Stored data entries:
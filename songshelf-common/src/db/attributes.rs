//! Attribute and join-record persistence
//!
//! Counter changes are single SQL statements (`n = n + 1`, `n = n - 1`) so
//! concurrent transactions never lose an update.

use crate::db::models::{normalize_name, Attribute, AttributeKind, EntryKind};
use crate::{Error, Result};
use sqlx::sqlite::SqliteRow;
use sqlx::{Row, SqliteConnection};
use uuid::Uuid;

fn join_table(entry_kind: EntryKind, kind: AttributeKind) -> Result<&'static str> {
    entry_kind
        .join_table(kind)
        .ok_or_else(|| Error::Internal(format!("{}s do not carry {} attributes", entry_kind, kind)))
}

fn attribute_from_row(kind: AttributeKind, row: &SqliteRow) -> Result<Attribute> {
    let guid: String = row.try_get("guid")?;

    Ok(Attribute {
        id: Uuid::parse_str(&guid).map_err(|e| Error::Internal(format!("Bad {} id {}: {}", kind, guid, e)))?,
        kind,
        name: row.try_get("name")?,
        songs: row.try_get("songs")?,
        posts: row.try_get("posts")?,
    })
}

/// Find the attribute named `name` (case-insensitive) or create it, and count
/// one more reference from `entry_kind`
///
/// A created attribute keeps the casing of `name`; an existing one keeps its
/// original casing.
pub async fn upsert_and_increment(
    conn: &mut SqliteConnection,
    kind: AttributeKind,
    entry_kind: EntryKind,
    name: &str,
) -> Result<Attribute> {
    let counter = entry_kind.counter_column();
    let sql = format!(
        r#"
        INSERT INTO {table} (guid, name, name_key, {counter})
        VALUES (?, ?, ?, 1)
        ON CONFLICT(name_key) DO UPDATE SET
            {counter} = {counter} + 1,
            updated_at = CURRENT_TIMESTAMP
        RETURNING guid, name, songs, posts
        "#,
        table = kind.table(),
    );

    let row = sqlx::query(&sql)
        .bind(Uuid::new_v4().to_string())
        .bind(name.trim())
        .bind(normalize_name(name))
        .fetch_one(&mut *conn)
        .await?;

    attribute_from_row(kind, &row)
}

/// Count one fewer reference from `entry_kind` on each attribute in `ids`
pub async fn decrement(
    conn: &mut SqliteConnection,
    kind: AttributeKind,
    entry_kind: EntryKind,
    ids: &[Uuid],
) -> Result<()> {
    let counter = entry_kind.counter_column();
    let sql = format!(
        "UPDATE {table} SET {counter} = {counter} - 1, updated_at = CURRENT_TIMESTAMP WHERE guid = ?",
        table = kind.table(),
    );

    for id in ids {
        let result = sqlx::query(&sql)
            .bind(id.to_string())
            .execute(&mut *conn)
            .await?;

        if result.rows_affected() == 0 {
            return Err(Error::NotFound(format!("{} {}", kind, id)));
        }
    }

    Ok(())
}

/// Insert one join record per attribute id
pub async fn insert_links(
    conn: &mut SqliteConnection,
    kind: AttributeKind,
    entry_kind: EntryKind,
    entry_id: Uuid,
    attribute_ids: &[Uuid],
) -> Result<()> {
    let sql = format!(
        "INSERT INTO {table} ({attr_col}, {entry_col}) VALUES (?, ?)",
        table = join_table(entry_kind, kind)?,
        attr_col = kind.id_column(),
        entry_col = entry_kind.id_column(),
    );

    for attribute_id in attribute_ids {
        sqlx::query(&sql)
            .bind(attribute_id.to_string())
            .bind(entry_id.to_string())
            .execute(&mut *conn)
            .await?;
    }

    Ok(())
}

/// Delete the join records between `entry_id` and each attribute id
///
/// Returns the number of join records removed.
pub async fn delete_links(
    conn: &mut SqliteConnection,
    kind: AttributeKind,
    entry_kind: EntryKind,
    entry_id: Uuid,
    attribute_ids: &[Uuid],
) -> Result<u64> {
    let sql = format!(
        "DELETE FROM {table} WHERE {attr_col} = ? AND {entry_col} = ?",
        table = join_table(entry_kind, kind)?,
        attr_col = kind.id_column(),
        entry_col = entry_kind.id_column(),
    );

    let mut removed = 0;
    for attribute_id in attribute_ids {
        removed += sqlx::query(&sql)
            .bind(attribute_id.to_string())
            .bind(entry_id.to_string())
            .execute(&mut *conn)
            .await?
            .rows_affected();
    }

    Ok(removed)
}

/// Resolve a reference list to attribute rows, preserving list order
///
/// Ids with no matching row are skipped.
pub async fn load_by_ids(
    conn: &mut SqliteConnection,
    kind: AttributeKind,
    ids: &[Uuid],
) -> Result<Vec<Attribute>> {
    if ids.is_empty() {
        return Ok(Vec::new());
    }

    let ids_json = serde_json::to_string(ids)
        .map_err(|e| Error::Internal(format!("Failed to encode reference list: {}", e)))?;

    let sql = format!(
        r#"
        SELECT a.guid, a.name, a.songs, a.posts
        FROM json_each(?) AS refs
        JOIN {table} a ON a.guid = refs.value
        ORDER BY refs.key
        "#,
        table = kind.table(),
    );

    let rows = sqlx::query(&sql)
        .bind(ids_json)
        .fetch_all(&mut *conn)
        .await?;

    rows.iter().map(|row| attribute_from_row(kind, row)).collect()
}

/// Case-insensitive lookup by name
pub async fn find_by_name(
    conn: &mut SqliteConnection,
    kind: AttributeKind,
    name: &str,
) -> Result<Option<Attribute>> {
    let sql = format!(
        "SELECT guid, name, songs, posts FROM {table} WHERE name_key = ?",
        table = kind.table(),
    );

    let row = sqlx::query(&sql)
        .bind(normalize_name(name))
        .fetch_optional(&mut *conn)
        .await?;

    row.map(|row| attribute_from_row(kind, &row)).transpose()
}

/// Attribute ids linked to `entry_id` through join records, sorted
pub async fn linked_ids(
    conn: &mut SqliteConnection,
    kind: AttributeKind,
    entry_kind: EntryKind,
    entry_id: Uuid,
) -> Result<Vec<Uuid>> {
    let sql = format!(
        "SELECT {attr_col} FROM {table} WHERE {entry_col} = ? ORDER BY {attr_col}",
        table = join_table(entry_kind, kind)?,
        attr_col = kind.id_column(),
        entry_col = entry_kind.id_column(),
    );

    let ids: Vec<String> = sqlx::query_scalar(&sql)
        .bind(entry_id.to_string())
        .fetch_all(&mut *conn)
        .await?;

    ids.iter()
        .map(|id| Uuid::parse_str(id).map_err(|e| Error::Internal(format!("Bad {} id {}: {}", kind, id, e))))
        .collect()
}
//! Post actions

use super::validation::{not_blank, tag_names, valid_id, PaginatedSearchParams, TAGS_MAX, TITLE_MAX, TITLE_MIN};
use super::{authorize, ActionResponse, Session};
use crate::db::models::{AttributeKind, EntryKind, EntryWithAttributes};
use crate::reconcile::{self, AttributeLists, EntryDraft, EntryFields, EntryPage};
use crate::uuid_utils;
use serde::{Deserialize, Serialize};
use sqlx::SqlitePool;
use validator::Validate;

#[derive(Debug, Clone, Default, PartialEq, Eq, Serialize, Deserialize, Validate)]
pub struct MakePostParams {
    #[validate(
        length(min = TITLE_MIN, max = TITLE_MAX, message = "must be between 5 and 130 characters"),
        custom(function = "not_blank")
    )]
    pub title: String,
    #[validate(custom(function = "not_blank"))]
    pub content: String,
    #[serde(default)]
    #[validate(
        length(min = 1, max = TAGS_MAX, message = "must contain between 1 and 3 items"),
        custom(function = "tag_names")
    )]
    pub tags: Vec<String>,
}

#[derive(Debug, Clone, Default, PartialEq, Eq, Serialize, Deserialize, Validate)]
pub struct EditPostParams {
    #[validate(custom(function = "valid_id"))]
    pub post_id: String,
    #[validate(
        length(min = TITLE_MIN, max = TITLE_MAX, message = "must be between 5 and 130 characters"),
        custom(function = "not_blank")
    )]
    pub title: String,
    #[validate(custom(function = "not_blank"))]
    pub content: String,
    #[serde(default)]
    #[validate(
        length(min = 1, max = TAGS_MAX, message = "must contain between 1 and 3 items"),
        custom(function = "tag_names")
    )]
    pub tags: Vec<String>,
}

#[derive(Debug, Clone, Default, PartialEq, Eq, Serialize, Deserialize, Validate)]
pub struct GetPostParams {
    #[validate(custom(function = "valid_id"))]
    pub post_id: String,
}

pub async fn make_post(
    pool: &SqlitePool,
    session: Option<&Session>,
    params: MakePostParams,
) -> ActionResponse<EntryWithAttributes> {
    ActionResponse::from_result(
        async {
            let validated = authorize(params, session, true)?;
            let p = &validated.params;

            let draft = EntryDraft {
                title: p.title.trim().to_string(),
                body: p.content.clone(),
                owner_id: validated.user_id()?,
            };
            let lists = AttributeLists::new().with(AttributeKind::Tag, p.tags.clone());

            reconcile::create_with_attributes(pool, EntryKind::Post, &draft, &lists).await
        }
        .await,
    )
}

pub async fn edit_post(
    pool: &SqlitePool,
    session: Option<&Session>,
    params: EditPostParams,
) -> ActionResponse<EntryWithAttributes> {
    ActionResponse::from_result(
        async {
            let validated = authorize(params, session, true)?;
            let p = &validated.params;

            let post_id = uuid_utils::parse_field("post_id", &p.post_id)?;
            let fields = EntryFields {
                title: p.title.trim().to_string(),
                body: p.content.clone(),
            };
            let lists = AttributeLists::new().with(AttributeKind::Tag, p.tags.clone());

            reconcile::edit_with_attributes(pool, EntryKind::Post, post_id, &fields, &lists, validated.user_id()?).await
        }
        .await,
    )
}

pub async fn get_post(
    pool: &SqlitePool,
    session: Option<&Session>,
    params: GetPostParams,
) -> ActionResponse<EntryWithAttributes> {
    ActionResponse::from_result(
        async {
            let validated = authorize(params, session, true)?;
            let post_id = uuid_utils::parse_field("post_id", &validated.params.post_id)?;

            reconcile::fetch_with_attributes(pool, EntryKind::Post, post_id).await
        }
        .await,
    )
}

pub async fn get_posts(
    pool: &SqlitePool,
    session: Option<&Session>,
    params: PaginatedSearchParams,
) -> ActionResponse<EntryPage> {
    ActionResponse::from_result(
        async {
            let validated = authorize(params, session, false)?;
            reconcile::list_paginated(pool, EntryKind::Post, &validated.params.into()).await
        }
        .await,
    )
}
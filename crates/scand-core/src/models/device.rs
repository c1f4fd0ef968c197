//! Device and backend identification

use std::fmt;

use serde::{Deserialize, Serialize};

/// A device the backend can open
#[derive(Debug, Clone, PartialEq, Eq, Serialize, Deserialize)]
pub struct DeviceInfo {
    /// Name passed to `open`
    pub name: String,
    pub vendor: String,
    pub model: String,
    /// Device kind, e.g. "sheetfed scanner"
    pub kind: String,
}

/// Backend version code
#[derive(Debug, Clone, Copy, PartialEq, Eq, Serialize, Deserialize)]
pub struct Version {
    pub major: u8,
    pub minor: u8,
    pub build: u16,
}

impl Version {
    pub const fn new(major: u8, minor: u8, build: u16) -> Self {
        Self {
            major,
            minor,
            build,
        }
    }

    /// Packed version code (major << 24 | minor << 16 | build)
    pub fn code(&self) -> u32 {
        ((self.major as u32) << 24) | ((self.minor as u32) << 16) | self.build as u32
    }
}

impl fmt::Display for Version {
    fn fmt(&self, f: &mut fmt::Formatter<'_>) -> fmt::Result {
        write!(f, "{}.{}.{}", self.major, self.minor, self.build)
    }
}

* How to complete this task *
Copy out all lines from the records where the word "PaginatedSearchParams" appears.

* Written answer *
use super::validation::{not_blank, tag_names, valid_id, PaginatedSearchParams, TAGS_MAX, TITLE_MAX, TITLE_MIN};
    params: PaginatedSearchParams,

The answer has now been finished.